For those unfamiliar with the current controversy revolving around Matthew Heimbach’s reception into the Orthodox Church, please read Fr. Ernesto Obregon’s article on the topic.
Dear Mr. Heimbach and other members of the Traditionalist Youth Network that were received into the Church,
Congratulations on being received into the Church. It is my hope and prayer that this was out a genuine desire to be closer to Christ. I admit that upon my own initial pursuit of Orthodoxy, not all of my original reasons were sincere or out of love. Converting from one faith to another is never easy, even if they are both forms of Christianity. Through the support of my fellow brothers and sisters in Christ, my priests, and lots of prayer, I was able to examine myself and become more aware of my own sins. It’s a tough process to even begin to seek repentance, so you will be in my prayers
I know what it’s like to be young and radical. The world is full of injustices and it helps having a coherent ideology to make sense of it all, especially if it explains who your enemy is. My involvement in the protests in Turkey in 2013 taught me how intoxicating the thrill of activism can be. Regardless, these passions must be tamed and brought into accordance with the clear teaching of the Church. Simply put, the Orthodox Church regards Phyletism as heresy.
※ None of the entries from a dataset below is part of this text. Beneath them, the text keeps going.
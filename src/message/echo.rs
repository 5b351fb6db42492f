/// Payload of the most recent local publish.
///
/// A broad subscription receives our own publishes back from the broker.
/// There is no message id on the wire, so the payload itself is the dedup
/// key: a peer sending exactly the same content as our last message is
/// indistinguishable from an echo and gets dropped too.
#[derive(Debug, Default, Clone, PartialEq, Eq)]
pub struct EchoFingerprint {
    last_sent: Option<String>,
}

impl EchoFingerprint {
    pub fn new() -> Self {
        Self::default()
    }

    /// Replace the fingerprint, returning the previous one
    pub fn set(&mut self, payload: impl Into<String>) -> Option<String> {
        self.last_sent.replace(payload.into())
    }

    /// Put back a fingerprint saved by [`EchoFingerprint::set`]
    pub fn restore(&mut self, previous: Option<String>) {
        self.last_sent = previous;
    }

    pub fn get(&self) -> Option<&str> {
        self.last_sent.as_deref()
    }

    pub fn matches(&self, payload: &str) -> bool {
        should_suppress(payload, self)
    }
}

/// True iff `payload` is exactly the last published payload
pub fn should_suppress(payload: &str, fingerprint: &EchoFingerprint) -> bool {
    fingerprint.get() == Some(payload)
}
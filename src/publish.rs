//! Publish pipeline
//!
//! Sends an outgoing item, appends the local copy to the log and updates
//! the echo fingerprint. A rejected publish leaves both untouched.

use tracing::{info, warn};

use crate::error::ChatError;
use crate::event::EncodedMedia;
use crate::message::{EchoFingerprint, MessageLog, MessageRecord};
use crate::transport::Transport;

/// State the pipeline writes to
pub struct Outbox<'a> {
    pub client_id: &'a str,
    pub log: &'a mut MessageLog,
    pub fingerprint: &'a mut EchoFingerprint,
}

/// Publish a text message.
///
/// Returns `Ok(false)` without touching anything when topic or text is
/// empty. The fingerprint is only set once the transport accepted the
/// publish.
pub async fn publish_text(
    transport: &dyn Transport,
    outbox: Outbox<'_>,
    topic: &str,
    text: &str,
) -> Result<bool, ChatError> {
    if topic.is_empty() || text.is_empty() {
        return Ok(false);
    }

    transport.publish(topic, text.to_string()).await?;

    outbox
        .log
        .append(MessageRecord::outgoing(outbox.client_id, text));
    outbox.fingerprint.set(text);

    info!("Sent text to {} ({} chars)", topic, text.chars().count());

    Ok(true)
}

/// Publish an encoded image or audio item.
///
/// The fingerprint is set before the publish is issued so an echo racing
/// the confirmation is still recognised; it is rolled back if the publish
/// fails.
pub async fn publish_media(
    transport: &dyn Transport,
    outbox: Outbox<'_>,
    media: EncodedMedia,
) -> Result<bool, ChatError> {
    if media.topic.is_empty() || media.data_uri.is_empty() {
        return Ok(false);
    }

    let previous = outbox.fingerprint.set(media.data_uri.clone());

    if let Err(e) = transport.publish(&media.topic, media.data_uri.clone()).await {
        warn!("Dropping {} message: {}", media.kind, e);
        outbox.fingerprint.restore(previous);
        return Err(e);
    }

    let record = outbox
        .log
        .append(MessageRecord::outgoing(outbox.client_id, media.data_uri));

    info!(
        "Sent {} to {} ({} bytes)",
        record.kind(),
        media.topic,
        record.payload().len()
    );

    Ok(true)
}
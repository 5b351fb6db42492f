use serde::{Deserialize, Serialize};

/// Prefix carried by audio data URIs (`data:audio/wav;base64,...`)
pub const AUDIO_MARKER: &str = "data:audio";

/// Prefix carried by image data URIs (`data:image/png;base64,...`)
pub const IMAGE_MARKER: &str = "data:image";

/// Payload encoding of a chat message
#[derive(Debug, Clone, Copy, PartialEq, Eq, Hash, Serialize, Deserialize)]
#[serde(rename_all = "lowercase")]
pub enum MessageKind {
    Text,
    Image,
    Audio,
}

impl MessageKind {
    pub fn as_str(&self) -> &'static str {
        match self {
            MessageKind::Text => "text",
            MessageKind::Image => "image",
            MessageKind::Audio => "audio",
        }
    }
}

impl std::fmt::Display for MessageKind {
    fn fmt(&self, f: &mut std::fmt::Formatter<'_>) -> std::fmt::Result {
        f.write_str(self.as_str())
    }
}

/// Classify a raw payload by its prefix.
///
/// Audio is checked before image; anything without a media marker is text.
pub fn classify(payload: &str) -> MessageKind {
    if payload.starts_with(AUDIO_MARKER) {
        MessageKind::Audio
    } else if payload.starts_with(IMAGE_MARKER) {
        MessageKind::Image
    } else {
        MessageKind::Text
    }
}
I spent my teenage years in Lancaster, Ohio. In 2013 it received the “honor” of being one of the least diverse cities in the United States, so needless to say I’ve had my share of white nationalists. One of my best friends growing up for a brief time started to dabble in Neo-Nazism and the KKK, but I did what I could to love him anyway. Another close friend of mine openly expressed neo-confederate views. We used to get into heated discussions about the role slavery played in the Civil War but they never seemed to go anywhere. Both of them have since grown out of this phase in their life, but I’m sure it took a lot to tame their passions. It is my hope and prayer that you go the direction of these two friends of mine and disavow white separatism.
Mr. Heimbach and others, we actually have a lot in common. We’re relatively young male ideologues who have converted to Eastern Orthodoxy. There is, however, one huge glaring difference though: I’m not white. Well, I’m half-white. My father is Caucasian and my mother is African-American. I’ve read your comments on miscegenation and other racial issues, but I hope that one day you will consider me as your brother-in-Christ or, as some white nationalists like to say, one of your “folk”. Matthew, I hope that we could be friends and leave all of this animus behind us. I look forward to it and maybe, with all of this behind us, we could grab a beer. Consider this an invitation.